How to calculate the transmission ratio of the main reducer?
The bearing capacity and life of the reducer depend on the strength of the weakest gear. Only satisfied with the strength, can pass, but not all levels, such as the general intensity, often lead to a great waste of carrying capacity and service life. In order to reduce the number of gears, the universal reducer usually takes the same parameters in the single-stage and multistage gears with the same center distance and the same transmission ratio. When the A and I are more dense, it is easy to achieve equal intensity distribution at all levels. When the A and I settings are sparse, it is difficult to achieve equal intensity. By equal strength design, approximately half of the product capacity can be increased by 10%-20% compared to the general reducer designed without equal strength.And strength compared to the big gear at all levels of the immersion depth is close to minor principle, even if the high-speed gear does not soak oil, by the structure design can also try to make it get sufficient lubrication.

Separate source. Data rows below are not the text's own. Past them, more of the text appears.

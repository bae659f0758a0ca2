//! Structural validation of annotated records.

use crate::error::ProcessingError;
use crate::model::{DeclKind, QualifiedName, Visibility};
use crate::provider::MetadataProvider;
use crate::record::AnnotatedRecord;
use tracing::debug;

/// Default bound for superclass-chain walks.
///
/// Real type hierarchies stay far below this; the guard exists because the
/// provider is an external boundary and its metadata could be cyclic.
pub const DEFAULT_MAX_CHAIN_DEPTH: usize = 64;

/// Checks one [`AnnotatedRecord`] against the structural rules.
///
/// Rules run in a fixed order and short-circuit on the first failure:
/// declaration kind, visibility, abstractness, the subtype relationship to
/// the group type, and finally the constructor shape.
#[derive(Debug)]
pub struct RecordValidator<'a> {
    provider: &'a dyn MetadataProvider,
    max_chain_depth: usize,
}

impl<'a> RecordValidator<'a> {
    /// Creates a validator over the given provider with the default
    /// chain-depth bound.
    #[must_use]
    pub fn new(provider: &'a dyn MetadataProvider) -> Self {
        Self {
            provider,
            max_chain_depth: DEFAULT_MAX_CHAIN_DEPTH,
        }
    }

    /// Overrides the superclass-chain depth bound.
    #[must_use]
    pub fn max_chain_depth(mut self, depth: usize) -> Self {
        self.max_chain_depth = depth;
        self
    }

    /// Validates a record.
    ///
    /// # Errors
    ///
    /// The first rule violated, as a [`ProcessingError`] anchored to the
    /// record's declaration: `NotAClass`, `NotPublic`, `IsAbstract`,
    /// `DoesNotImplement` / `DoesNotExtend`, or
    /// `MissingDefaultConstructor`. Metadata gaps surface as
    /// `UnknownDeclaration`, `UnresolvableGroupType`, or
    /// `SuperclassChainTooDeep`.
    pub fn validate(&self, record: &AnnotatedRecord) -> Result<(), ProcessingError> {
        let declaration = record.declaration().clone();
        let decl = self
            .provider
            .lookup(record.declaration())
            .ok_or_else(|| ProcessingError::UnknownDeclaration {
                declaration: declaration.clone(),
            })?;

        if decl.kind != DeclKind::Class {
            return Err(ProcessingError::NotAClass {
                declaration,
                kind: decl.kind,
            });
        }
        if decl.modifiers.visibility != Visibility::Public {
            return Err(ProcessingError::NotPublic { declaration });
        }
        if decl.modifiers.is_abstract {
            return Err(ProcessingError::IsAbstract { declaration });
        }

        self.check_subtype(record)?;

        if !decl.constructors.iter().any(|c| c.is_public_default()) {
            return Err(ProcessingError::MissingDefaultConstructor { declaration });
        }

        debug!(declaration = %record.declaration(), group = %record.group_type(), "record valid");
        Ok(())
    }

    /// Branching subtype check against the group type's kind.
    ///
    /// Interfaces require direct implementation; classes are matched by
    /// walking the superclass chain upward until the root type or the
    /// depth bound.
    fn check_subtype(&self, record: &AnnotatedRecord) -> Result<(), ProcessingError> {
        let declaration = record.declaration().clone();
        let group_type = record.group_type().clone();

        let group_decl = self.provider.lookup(&group_type).ok_or_else(|| {
            ProcessingError::UnresolvableGroupType {
                declaration: declaration.clone(),
                reference: group_type.as_str().to_owned(),
            }
        })?;

        if group_decl.kind == DeclKind::Interface {
            let decl = self.lookup(&declaration)?;
            if decl.interfaces.contains(&group_type) {
                Ok(())
            } else {
                Err(ProcessingError::DoesNotImplement {
                    declaration,
                    group_type,
                })
            }
        } else {
            self.walk_superclass_chain(record)
        }
    }

    /// Walks the superclass chain of the record's declaration looking for
    /// the group type. `None` at a link means the root object type was
    /// reached without a match.
    fn walk_superclass_chain(&self, record: &AnnotatedRecord) -> Result<(), ProcessingError> {
        let declaration = record.declaration().clone();
        let group_type = record.group_type();

        let mut current = self.lookup(&declaration)?;
        for _ in 0..self.max_chain_depth {
            let Some(super_name) = &current.superclass else {
                return Err(ProcessingError::DoesNotExtend {
                    declaration,
                    group_type: group_type.clone(),
                });
            };
            if super_name == group_type {
                return Ok(());
            }
            // A dangling link means provider metadata is incomplete.
            current = self.provider.lookup(super_name).ok_or_else(|| {
                ProcessingError::UnresolvableGroupType {
                    declaration: declaration.clone(),
                    reference: super_name.as_str().to_owned(),
                }
            })?;
        }

        Err(ProcessingError::SuperclassChainTooDeep {
            declaration,
            limit: self.max_chain_depth,
        })
    }

    fn lookup(&self, name: &QualifiedName) -> Result<&'a crate::model::TypeDecl, ProcessingError> {
        self.provider
            .lookup(name)
            .ok_or_else(|| ProcessingError::UnknownDeclaration {
                declaration: name.clone(),
            })
    }
}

Allocation principle:The distribution of the transmission ratio at various levels directly affects the bearing capacity and service life of the reducer, as well as its volume, weight and lubrication. The transmission ratio according to the following principles: the general distribution levels of transmission capacity is approximately equal to the size and quality of the smaller; deceleration device; the speed of each gear circumference smaller; using oil bath lubrication, the large gear immersion depth of every gear pair are small.The large gear at low speed directly affects the size and weight of the reducer, and reduces the transmission ratio at low speed. That is to reduce the size and weight of the low speed gear and the body bearing it. Increase the transmission speed level, which increases the high speed large gear size, reduced and low-speed large gear size difference, also conducive to all levels of gear oil bath lubrication; at the same time high-speed small gear size, high speed and reduced the circumferential speed behind each gear, to reduce noise and vibration. To improve the stability of drive. Therefore, under the condition of satisfying the strength, the last stage drive ratio is smaller and more reasonable.
Calculation method:Transmission ratio = 9550 / / use the torque motor power motor power input speed, use coefficientGear ratio = active speed divided by the value of the speed of the driven wheel = the reciprocal of their pitch diameter. Namely: i=n1/n2=D2/D1I=n1/n2=z2/z1 (gear)For multistage gear drive: 1., the transmission ratio between each two shafts is calculated according to the formula above. 2. the total transmission ratio from the first axis to the N axis is equal to the product of the transmission ratios at all levels.
The transmission ratio is the ratio of the angular velocity of the two rotating members in the mechanism, also called the speed ratio. The transmission ratio of the component A and the component B is i= Omega a/ Omega b=na/nb, and the Omega A and Omega B in the formula are the angular velocity (radian / sec) of the component A and B respectively; Na and Nb are the rotational speed of the component A and the B respectively (Rev / min). When the angular velocity is instantaneous, the transmission ratio is the instantaneous drive ratio. When the angular velocity is average, the drive ratio is the average drive ratio. Theoretically, for most involute gear profiles, the instantaneous drive ratio is constant; for the chain drive and the friction wheel drive, the instantaneous gear ratio is varied. For meshing transmission, the transmission ratio can be expressed by the number of teeth Za and Zb of the A and B wheels; i=Zb/Za; for the friction drive, the transmission ratio can be expressed by the diameters of a and B wheels, Da and Db, i=Db/Da.